Оценить:
 Рейтинг: 0

APROSITUS. Ненайденный

Год написания книги
2008
<< 1 ... 14 15 16 17 18 19 20 21 22 ... 45 >>
На страницу:
18 из 45
Настройки чтения
Размер шрифта
Высота строк
Поля

«Чёрт возьми, – размышлял он. – Ведь то, что сейчас со мной и Андреем происходит – это просто невероятно! Это удивительно! Это же настоящее перемещение в другую реальность, в другое измерение! Этот неведомый остров в океане, эти почти первобытные люди, живущие в пещерах и не знающие железа, этот абориген, охраняющий огонь и погруженный в неподдающиеся угадыванию мысли – это же самый настоящий параллельный мир!»

«Как мог сохраниться этот первозданный остров в современном мире? Как случилось, что он до сих пор никем не найден? Как могут люди жить и не знать о том, что в нескольких морских милях от них развивается неведомая цивилизация? Неужели никто ни разу не пролетал над этим островом? – удивлялся Герман. – Неужели сюда никто ни разу не заплывал на корабле? Неужели его не видно со спутников?
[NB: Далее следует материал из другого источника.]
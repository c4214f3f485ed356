// SPDX-License-Identifier: PolyForm-Noncommercial-1.0.0
// Copyright (c) 2025 Sylvex. All rights reserved.

//! Field address parsing.
//!
//! This module provides parsers for converting address strings into typed
//! [`FieldAddress`] values. Parsing is pure and never touches the network.
//!
//! # Supported Address Formats
//!
//! ## CANopen
//!
//! - `NMT` - NMT state of any node (wildcard)
//! - `NMT:5` - NMT state of node 5
//! - `SDO:5:0x1018/1:UNSIGNED32` - object 0x1018 sub-index 1 of node 5
//! - `SDO:5:4096/0` - type defaults to UNSIGNED32
//!
//! ## OPC UA
//!
//! - `ns=2;s=HelloWorld/ScalarTypes/Boolean` - String node ID
//! - `ns=2;i=2258` - Numeric node ID
//! - `i=2258` - Numeric node ID with namespace 0
//! - `ns=1;g=09087e75-8e5e-499b-954f-f2a9603db28a` - GUID node ID
//!
//! ## ADS
//!
//! - `0x4020/0x0:INT` - index group 0x4020, offset 0, one INT
//! - `16416/4:REAL[8]` - eight REALs
//! - `MAIN.counter:DINT` - symbolic address

use crate::error::{ConfigError, ConfigResult};
use plcwire_core::address::{
    AdsAddress, AdsDataType, AdsTarget, CanOpenAddress, CanOpenDataType, FieldAddress,
    NodeIdentifier, OpcUaNodeId, SdoAddress, CANOPEN_MAX_NODE_ID,
};
use plcwire_core::error::{BuildError, BuildResult};
use plcwire_core::request::AddressResolver;
use plcwire_core::types::ProtocolKind;

// =============================================================================
// Address Parser Trait
// =============================================================================

/// A trait for parsing protocol-specific addresses.
pub trait AddressParser {
    /// Parses a string address into a typed [`FieldAddress`].
    fn parse(&self, address: &str) -> ConfigResult<FieldAddress>;

    /// Returns the protocol this parser handles.
    fn protocol(&self) -> ProtocolKind;
}
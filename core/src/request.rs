//! Request specification and the dispatch path.
//!
//! # Design
//! A [`RequestSpec`] carries everything needed to issue one call: method,
//! host selector, path, resolved parameters, and the expected response
//! shape. Dispatch resolves the host selector against the client's config,
//! hands the request to the injected transport, and interprets the result:
//! 4xx/5xx responses are classified into typed errors, everything else is
//! decoded as JSON or passed through raw (redirect responses must survive
//! untouched so callers can read their `Location` header). No retries and
//! no timeout logic live here — those are transport concerns.

use serde_json::Value;
use tracing::debug;

use crate::client::Client;
use crate::error::{classify, ApiError};
use crate::http::{Host, HttpMethod, HttpRequest, HttpResponse, Params, Transport};

/// Expected shape of a response.
#[derive(Debug, Clone, Copy, PartialEq, Eq)]
pub enum ResponseShape {
    /// Decode the body as JSON.
    Json,
    /// Hand back the raw response, headers included.
    Raw,
}

/// One fully-resolved API request.
#[derive(Debug, Clone)]
pub struct RequestSpec {
    pub method: HttpMethod,
    pub host: Host,
    pub path: String,
    pub params: Params,
    pub shape: ResponseShape,
}

impl RequestSpec {
    pub fn get(path: impl Into<String>, params: Params) -> Self {
        Self {
            method: HttpMethod::Get,
            host: Host::Api,
            path: path.into(),
            params,
            shape: ResponseShape::Json,
        }
    }

    pub fn post(path: impl Into<String>, params: Params) -> Self {
        Self {
            method: HttpMethod::Post,
            host: Host::Api,
            path: path.into(),
            params,
            shape: ResponseShape::Json,
        }
    }

    pub fn delete(path: impl Into<String>, params: Params) -> Self {
        Self {
            method: HttpMethod::Delete,
            host: Host::Api,
            path: path.into(),
            params,
            shape: ResponseShape::Json,
        }
    }

    /// Route this request to the search host.
    pub fn on_search_host(mut self) -> Self {
        self.host = Host::Search;
        self
    }

    /// Expect a raw response instead of a JSON body.
    pub fn raw(mut self) -> Self {
        self.shape = ResponseShape::Raw;
        self
    }
}

/// Dispatch result, per the request's expected response shape.
#[derive(Debug)]
pub enum Decoded {
    Json(Value),
    Raw(HttpResponse),
}

impl<T: Transport> Client<T> {
    /// Execute one request: select the host, invoke the transport, classify
    /// failures, and decode per the expected response shape.
    pub fn execute(&self, spec: &RequestSpec) -> Result<Decoded, ApiError> {
        match spec.shape {
            ResponseShape::Json => self.execute_json(spec).map(Decoded::Json),
            ResponseShape::Raw => self.round_trip(spec).map(Decoded::Raw),
        }
    }

    /// Execute and decode a JSON body.
    pub(crate) fn execute_json(&self, spec: &RequestSpec) -> Result<Value, ApiError> {
        let response = self.round_trip(spec)?;
        serde_json::from_str(&response.body).map_err(|e| ApiError::Decode(e.to_string()))
    }

    /// Execute and return the raw response (2xx/3xx only; failures are
    /// classified like everywhere else).
    pub(crate) fn round_trip(&self, spec: &RequestSpec) -> Result<HttpResponse, ApiError> {
        let base = match spec.host {
            Host::Api => self.config().api_host_url(),
            Host::Search => self.config().search_host_url(),
        };
        let request = HttpRequest {
            method: spec.method,
            url: format!("{}{}", base.trim_end_matches('/'), spec.path),
            params: spec.params.clone(),
        };
        debug!(method = ?request.method, url = %request.url, "issuing request");
        let response = self.transport().send(&request)?;
        debug!(status = response.status, url = %request.url, "response received");
        if response.status >= 400 {
            return Err(classify(response.status, &response.body).into());
        }
        Ok(response)
    }
}

#[cfg(test)]
mod tests {
    use super::*;
    use crate::config::Config;
    use crate::error::ErrorKind;
    use crate::testing::ScriptedTransport;

    fn spec(path: &str) -> RequestSpec {
        RequestSpec::get(path, Params::new())
    }

    #[test]
    fn selects_api_host_by_default() {
        let transport = ScriptedTransport::replying(200, "{}");
        let client = Client::new(
            Config::new().api_host("http://api.test/").search_host("http://search.test"),
            transport,
        );
        client.execute(&spec("/1/users/show.json")).unwrap();
        let sent = client.transport().take_sent();
        assert_eq!(sent[0].url, "http://api.test/1/users/show.json");
    }

    #[test]
    fn search_selector_routes_to_search_host() {
        let transport = ScriptedTransport::replying(200, "{}");
        let client = Client::new(
            Config::new().api_host("http://api.test").search_host("http://search.test"),
            transport,
        );
        client
            .execute(&spec("/phoenix_search.phoenix").on_search_host())
            .unwrap();
        let sent = client.transport().take_sent();
        assert_eq!(sent[0].url, "http://search.test/phoenix_search.phoenix");
    }

    #[test]
    fn json_shape_decodes_the_body() {
        let transport = ScriptedTransport::replying(200, r#"{"id":7505382}"#);
        let client = Client::new(Config::new(), transport);
        match client.execute(&spec("/1/users/show.json")).unwrap() {
            Decoded::Json(value) => assert_eq!(value["id"], 7505382),
            Decoded::Raw(_) => panic!("expected JSON"),
        }
    }

    #[test]
    fn invalid_json_is_a_decode_error() {
        let transport = ScriptedTransport::replying(200, "not json");
        let client = Client::new(Config::new(), transport);
        let err = client.execute(&spec("/1/users/show.json")).unwrap_err();
        assert!(matches!(err, ApiError::Decode(_)));
    }

    #[test]
    fn raw_shape_passes_redirects_through() {
        let transport = ScriptedTransport::new();
        transport.push_response(HttpResponse {
            status: 302,
            headers: vec![("Location".to_string(), "http://img.test/a.png".to_string())],
            body: String::new(),
        });
        let client = Client::new(Config::new(), transport);
        match client.execute(&spec("/1/users/profile_image/sferik").raw()).unwrap() {
            Decoded::Raw(response) => {
                assert_eq!(response.status, 302);
                assert_eq!(response.header("location"), Some("http://img.test/a.png"));
            }
            Decoded::Json(_) => panic!("expected raw"),
        }
    }

    #[test]
    fn failure_statuses_are_classified_even_for_raw_shape() {
        let transport = ScriptedTransport::replying(404, r#"{"error":"User not found."}"#);
        let client = Client::new(Config::new(), transport);
        let err = client
            .execute(&spec("/1/users/show.json").raw())
            .unwrap_err();
        assert_eq!(err.kind(), Some(ErrorKind::NotFound));
    }

    #[test]
    fn transport_failure_propagates_untouched() {
        let transport = ScriptedTransport::failing("connection refused");
        let client = Client::new(Config::new(), transport);
        let err = client.execute(&spec("/1/users/show.json")).unwrap_err();
        assert!(matches!(err, ApiError::Transport(_)));
    }
}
Это просто какая-то фантастика, ведь этого в принципе быть не может, потому что этого не может быть!»

В голове проносились мысли, одна поразительнее другой, объяснения настолько смелые и неожиданные, настолько яркие и спорные, какими могут быть только идеи, приходящие в голову после полуночи, рождённые где-то на грани яви и сна, совершенно невозможные при свете дня. Хотелось поделиться ими с Андреем, но тот мирно спал, подоткнув разбитую в драке щеку своим здоровенным кулаком.

От этих мыслей вид у Германа, должно быть, и правда был растерянный: туземец у костра снова обернулся в его сторону, вопросительно его оглядел, а затем понимающе улыбнулся.

«Он как будто мысли мои прочитал… – подумал Герман и, помахав аборигену рукой, вслух поздоровался с ним по-испански. – Ола!»

Отхожее место в деревне Андрей, с присущим ему чувством юмора, прозвал «маль паис», то есть «плохая земля». Как он пояснил, на изъезженном им вдоль и поперёк Тенерифе так называют потоки магмы, лавовые поля и неплодородную землю вообще. Местный «маль паиса» находился в низине, куда нужно было спуститься по узкой извилистой тропинке, петлявшей между соснами и рыжими утёсами скал. В безлунную ночь Герман не решился бы туда идти, побоявшись где-нибудь расшибиться или упасть, но сегодня луна красовалась круглым блином и находилась во всём своём великолепии. В темноте ухнула какая-то птица, ей отозвалась другая, позади, со стороны освещенной поляны донеслись чуть слышные шорохи и шипение.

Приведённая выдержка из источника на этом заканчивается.